I sat as my son and father-in-law watered the ground, planting oleander. The soil was hard and rocky, packed tight and baked by the desert sun. The water accumulates on the surface, refusing to be absorbed into the unaccommodating ground. From where it lands on the place to be dug up, or spills over the lip of an already prepared hole, the water begins to meander in little rivulets among the rocks and dust, pushing through and around the dry yellow grass, cleared months ago, its remains a fine debris strewn along the back incline of the yard.
The water made the soil easier to break into. Though, in their zeal and carefree way, there was probably too much water flowing into the holes. The excess water made the them muddy and the clay-heavy ground clung to the spade. But it loosened the rocks, which were mostly fist-sized or smaller and plentiful, unevenly distributed through the dirt and mud.
It is my understanding that oleander is a Mediterranean plant, from northwest Africa and the Iberian to the Arabian peninsulas, on to Yunnan and south Asia. The plant’s scientific name, Nirium, is a Latinized form of Greek. There is something appropriate about a plant that is spread around the northwest hemisphere by the movement of predominantly European people having a Greek name passing as Latin, since it is through Rome that Europe, and therefore the United States, attaches itself to Ancient Greece.
Perhaps this is part of the reason why we are all still settlers, though I have never felt settled. Still breaking ground to plant non-native species. We should hardly be surprised that oleander is toxic. Horses are its primary victims, though small children are sometimes made sick by the leaves, which are terribly bitter and unpalatable. Even still, I don’t think solidarity is impossible.
I did not ask to move to Arizona, though the desert has been remade to be ready for me, for the way of life into which I was raised.
Just 25 miles away is the Salt River Pima-Maricopa Indian Community, home to both the Onk Akimel O’odham (Pima) and the Xalychidom Piipaash (Maricopa). Fort McDowell Yavapai Nation Reservation is a little less than 40 miles east. About 50 miles south is the Ak-chin Indian community of Pima and Papago. The Gila River Indian Community is no more than 60 miles southeast. The Tonto Apache Tribe occupy the smallest land-based reservation in Arizona, with 85 acres about 95 miles northeast of Phoenix.
These are some of the names of the indiginous peoples that have been displaced so we could plant oleander. They too have been remade. If I understand Fanon, the process began already with the invocation of “native,” a christening from which there is no turning back. Before, there was no native. To be native, one must have already come into contact with something from the outside. There is not nativity without the difference between autochthony and non-indigeneity.

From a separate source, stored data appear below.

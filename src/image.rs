use crate::PreviewError;
use reqwest::{header::CONTENT_TYPE, Client};
use std::time::Duration;
use tracing::{debug, instrument};
use url::Url;

/// Resolves a possibly relative image reference against the page URL.
pub fn resolve_image_url(candidate: &str, base: &Url) -> Option<Url> {
    let candidate = candidate.trim();
    if candidate.is_empty() {
        return None;
    }

    match Url::parse(candidate) {
        Ok(url) => Some(url),
        Err(_) => base.join(candidate).ok(),
    }
}

/// Confirms that a preview image exists and is served as an image before it is
/// handed to the caller.
#[derive(Clone)]
pub struct ImageValidator {
    client: Client,
    timeout: Duration,
}

impl ImageValidator {
    pub fn new(client: Client, timeout: Duration) -> Self {
        Self { client, timeout }
    }

    /// Returns the absolute image URL, or an empty string when the candidate cannot
    /// be resolved or is not served as an image.
    #[instrument(level = "debug", skip(self, base), fields(base = %base))]
    pub async fn validate(&self, candidate: &str, base: &Url) -> String {
        let Some(image_url) = resolve_image_url(candidate, base) else {
            debug!("Image URL could not be resolved");
            return String::new();
        };

        match self.check(&image_url).await {
            Ok(()) => image_url.to_string(),
            Err(e) => {
                e.log();
                String::new()
            }
        }
    }

    async fn check(&self, image_url: &Url) -> Result<(), PreviewError> {
        let request = self
            .client
            .head(image_url.as_str())
            .timeout(self.timeout)
            .send();

        let response = tokio::time::timeout(self.timeout, request)
            .await
            .map_err(|_| PreviewError::TimeoutError(format!("image check {image_url}")))?
            .map_err(|e| PreviewError::FetchError(e.to_string()))?;

        if !response.status().is_success() {
            return Err(PreviewError::FetchError(format!(
                "image check returned status {}",
                response.status()
            )));
        }

        let content_type = response
            .headers()
            .get(CONTENT_TYPE)
            .and_then(|v| v.to_str().ok())
            .unwrap_or_default()
            .to_ascii_lowercase();

        if !content_type.starts_with("image/") {
            return Err(PreviewError::InvalidContentType(content_type));
        }

        debug!(image = %image_url, content_type = %content_type, "Image check succeeded");
        Ok(())
    }
}
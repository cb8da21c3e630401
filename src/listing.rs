use regex::Regex;
use serde::{Deserialize, Serialize};
use std::sync::LazyLock;
use url::Url;

static ZPID_RE: LazyLock<Regex> =
    LazyLock::new(|| Regex::new(r"(\d+)_zpid").expect("zpid pattern is valid"));
static PRICE_RE: LazyLock<Regex> = LazyLock::new(|| {
    Regex::new(r"(?i)\$\s?(?:\d{1,3}(?:,\d{3})+|\d+)(?:\.\d+)?(?:\s?[km]\b)?")
        .expect("price pattern is valid")
});
static BEDS_RE: LazyLock<Regex> = LazyLock::new(|| {
    Regex::new(r"(?i)\b(\d+(?:\.\d+)?)\s*(?:bd|bds|beds?|bedrooms?)\b").expect("beds pattern is valid")
});
static BATHS_RE: LazyLock<Regex> = LazyLock::new(|| {
    Regex::new(r"(?i)\b(\d+(?:\.\d+)?)\s*(?:ba|baths?|bathrooms?)\b").expect("baths pattern is valid")
});
static SQFT_RE: LazyLock<Regex> = LazyLock::new(|| {
    Regex::new(r"(?i)\b(\d{1,3}(?:,\d{3})+|\d+)\s*(?:sq\.?\s?ft\.?|sqft|square\s+feet)")
        .expect("sqft pattern is valid")
});

/// What a listing URL says about the listing before any page is fetched.
#[derive(Debug, Clone, Default, PartialEq, Eq)]
pub struct ListingMeta {
    pub source: String,
    pub address: String,
    pub zpid: Option<String>,
    pub image_blocked: bool,
}

/// Listing fields returned alongside the preview in listing mode.
#[derive(Debug, Clone, Default, PartialEq, Eq, Serialize, Deserialize)]
#[serde(rename_all = "camelCase")]
pub struct ListingEnrichment {
    pub source: String,
    pub address: String,
    pub price: String,
    pub details: Vec<String>,
    pub image_blocked: bool,
    pub zpid: Option<String>,
}

/// Real-estate listing analysis used by listing mode. Implementations must be pure.
pub trait ListingParser: Send + Sync {
    fn parse_listing_url(&self, url: &Url) -> ListingMeta;

    fn extract_price(&self, text: &str) -> String;

    fn extract_details(&self, text: &str) -> Vec<String>;
}

/// URL-slug and text-pattern listing parser for the common listing sites.
#[derive(Debug, Clone, Copy, Default)]
pub struct BasicListingParser;

impl BasicListingParser {
    pub fn new() -> Self {
        Self
    }
}

fn source_for_host(host: &str) -> &'static str {
    let host = host.strip_prefix("www.").unwrap_or(host);
    if host.ends_with("zillow.com") {
        "zillow"
    } else if host.ends_with("redfin.com") {
        "redfin"
    } else if host.ends_with("realtor.com") {
        "realtor"
    } else if host.ends_with("trulia.com") {
        "trulia"
    } else {
        "other"
    }
}

fn slug_to_words(slug: &str) -> String {
    slug.split('-')
        .filter(|part| !part.is_empty())
        .collect::<Vec<_>>()
        .join(" ")
}

fn address_from_path(source: &str, segments: &[&str]) -> String {
    match source {
        // /homedetails/123-Main-St-Springfield-IL-62704/12345_zpid/
        "zillow" | "trulia" => segments
            .iter()
            .position(|s| *s == "homedetails" || *s == "home")
            .and_then(|i| segments.get(i + 1))
            .map(|slug| slug_to_words(slug))
            .unwrap_or_default(),
        // /IL/Springfield/123-Main-St-62704/home/12345
        "redfin" => segments
            .iter()
            .position(|s| *s == "home")
            .and_then(|i| i.checked_sub(1))
            .and_then(|i| segments.get(i))
            .map(|slug| slug_to_words(slug))
            .unwrap_or_default(),
        // /realestateandhomes-detail/123-Main-St_Springfield_IL_62704_M12345-67890
        "realtor" => segments
            .iter()
            .position(|s| *s == "realestateandhomes-detail")
            .and_then(|i| segments.get(i + 1))
            .map(|slug| {
                slug.split('_')
                    .filter(|part| !part.starts_with('M') || !part[1..].starts_with(char::is_numeric))
                    .map(slug_to_words)
                    .collect::<Vec<_>>()
                    .join(", ")
            })
            .unwrap_or_default(),
        _ => String::new(),
    }
}

impl ListingParser for BasicListingParser {
    fn parse_listing_url(&self, url: &Url) -> ListingMeta {
        let source = source_for_host(&url.host_str().unwrap_or_default().to_lowercase());
        let segments: Vec<&str> = url
            .path_segments()
            .map(|s| s.filter(|seg| !seg.is_empty()).collect())
            .unwrap_or_default();

        let zpid = ZPID_RE
            .captures(url.path())
            .and_then(|caps| caps.get(1))
            .map(|m| m.as_str().to_string());

        ListingMeta {
            source: source.to_string(),
            address: address_from_path(source, &segments),
            zpid,
            image_blocked: matches!(source, "zillow" | "realtor"),
        }
    }

    fn extract_price(&self, text: &str) -> String {
        PRICE_RE
            .find(text)
            .map(|m| m.as_str().split_whitespace().collect())
            .unwrap_or_default()
    }

    fn extract_details(&self, text: &str) -> Vec<String> {
        let mut details = Vec::new();
        if let Some(caps) = BEDS_RE.captures(text) {
            details.push(format!("{} bd", &caps[1]));
        }
        if let Some(caps) = BATHS_RE.captures(text) {
            details.push(format!("{} ba", &caps[1]));
        }
        if let Some(caps) = SQFT_RE.captures(text) {
            details.push(format!("{} sqft", &caps[1]));
        }
        details
    }
}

Before, there was just the “Akimel Au-authm,” River People, or, “Xalychidom Pipaash,” People who live toward the water. The people and the places they lived.
This is why I understand, though do not endorse, the not-so-old Romanticism that surrounds native peoples when viewed from the perspective of supposedly sympathetic white people. Settlers who feel unsettled. The racist image of the noble savage, afraid to admit that people might have faults like all people do to avoid the appearance that one believes indigenous life is fundamentally faulted while still denying a “civilized” society. Still skirting reality by way of an inhuman idealism.

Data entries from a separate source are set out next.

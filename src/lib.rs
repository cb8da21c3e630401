use async_trait::async_trait;
use serde::{Deserialize, Serialize};
use url::Url;

mod bot_detect;
mod error;
mod extractor;
mod fallback;
mod fetcher;
mod image;
mod listing;
#[cfg(feature = "logging")]
mod logging;
mod preview_service;
mod security;
#[cfg(feature = "server")]
pub mod server;
mod utils;

pub use bot_detect::is_bot_protected;
pub use error::{PreviewError, MANUAL_ENTRY_MESSAGE};
pub use extractor::{decode_html_entities, extract_meta, extract_tag, MetadataExtractor, PageMetadata};
pub use fallback::FallbackFetcher;
pub use fetcher::Fetcher;
pub use image::{resolve_image_url, ImageValidator};
pub use listing::{BasicListingParser, ListingEnrichment, ListingMeta, ListingParser};
#[cfg(feature = "logging")]
pub use logging::{log_preview_card, setup_logging, LogConfig};
pub use preview_service::{
    PreviewMode, PreviewResponse, PreviewService, PreviewServiceConfig, DEFAULT_FALLBACK_ENDPOINT,
};
pub use security::{display_domain, UrlGuard};
pub use utils::truncate_chars;

pub const TITLE_MAX_CHARS: usize = 200;
pub const DESCRIPTION_MAX_CHARS: usize = 500;
pub const IMAGE_MAX_CHARS: usize = 1000;
pub const SITE_NAME_MAX_CHARS: usize = 100;

#[derive(Debug, Clone, Default, PartialEq, Eq, Serialize, Deserialize)]
#[serde(rename_all = "camelCase")]
pub struct PreviewResult {
    pub url: String,
    pub title: String,
    pub description: String,
    pub image: String,
    pub site_name: String,
    pub domain: String,
}

impl PreviewResult {
    /// Builds a preview for `url`, truncating every field to its limit.
    pub fn new(
        url: &Url,
        title: &str,
        description: &str,
        image: &str,
        site_name: &str,
    ) -> Self {
        Self {
            url: url.to_string(),
            title: truncate_chars(title, TITLE_MAX_CHARS),
            description: truncate_chars(description, DESCRIPTION_MAX_CHARS),
            image: truncate_chars(image, IMAGE_MAX_CHARS),
            site_name: truncate_chars(site_name, SITE_NAME_MAX_CHARS),
            domain: display_domain(url),
        }
    }

    /// A preview carrying only the request URL and its domain.
    pub fn empty(url: &Url) -> Self {
        Self::new(url, "", "", "", "")
    }

    pub fn has_content(&self) -> bool {
        !(self.title.is_empty()
            && self.description.is_empty()
            && self.image.is_empty()
            && self.site_name.is_empty())
    }
}

/// One way of acquiring a preview. Strategies never fail loudly: every error is
/// absorbed and reported as `None` so the caller can move on to the next one.
#[async_trait]
pub trait PreviewStrategy: Send + Sync {
    fn name(&self) -> &'static str;

    async fn fetch_preview(&self, url: &Url) -> Option<PreviewResult>;
}
use crate::error::PreviewError;
use url::Url;

/// Hosts that are never fetched, compared after lower-casing.
const BLOCKED_HOSTS: &[&str] = &["localhost", "127.0.0.1", "0.0.0.0"];

/// Host prefixes treated as private network ranges.
///
/// This is prefix matching on the host string, not CIDR matching. `172.` over-blocks
/// public addresses outside `172.16.0.0/12`, IPv6 private ranges are not covered, and a
/// public hostname that resolves to a private address is not caught.
const BLOCKED_HOST_PREFIXES: &[&str] = &["192.168.", "10.", "172."];

const ALLOWED_SCHEMES: &[&str] = &["http", "https"];

/// Validates untrusted, user-supplied URLs before any network activity.
#[derive(Debug, Clone, Copy, Default)]
pub struct UrlGuard;

impl UrlGuard {
    pub fn new() -> Self {
        Self
    }

    /// Parses and validates a URL string.
    ///
    /// Checks run in order: parse, internal host, scheme.
    pub fn validate(&self, url_str: &str) -> Result<Url, PreviewError> {
        let url = Url::parse(url_str.trim())
            .map_err(|e| PreviewError::InvalidUrl(format!("{url_str}: {e}")))?;

        if let Some(host) = url.host_str() {
            let host = host.to_lowercase();
            if is_internal_host(&host) {
                return Err(PreviewError::InternalUrlBlocked(host));
            }
        }

        if !ALLOWED_SCHEMES.contains(&url.scheme()) {
            return Err(PreviewError::UnsupportedScheme(url.scheme().to_string()));
        }

        Ok(url)
    }
}

fn is_internal_host(host: &str) -> bool {
    BLOCKED_HOSTS.contains(&host)
        || host.ends_with(".local")
        || BLOCKED_HOST_PREFIXES
            .iter()
            .any(|prefix| host.starts_with(prefix))
}

/// Hostname with a leading `www.` removed.
pub fn display_domain(url: &Url) -> String {
    let host = url.host_str().unwrap_or_default();
    host.strip_prefix("www.").unwrap_or(host).to_string()
}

Whatever its errors, I can understand the seduction of this image, because it presents a scene for which people who feel unsettled can long. It is an image of nostalgia. Ironic, of course, that the image must be of the other and so the longed for life is really the life of another, rendered as an image that could be adapted, appropriated, extracted to make the settler whole, to give them a place.
What is really desired, but what cannot be extracted, is someplace that does not need settling, but that has grown with us, that has shaped and been shaped by us until we are nothing without it. Modernity is alienation, after all.
So, we want what we cannot have, what has been erroded and stripped and fenced — the Colorado no longer reaches the sea. Just a river, a bit of water by which to be.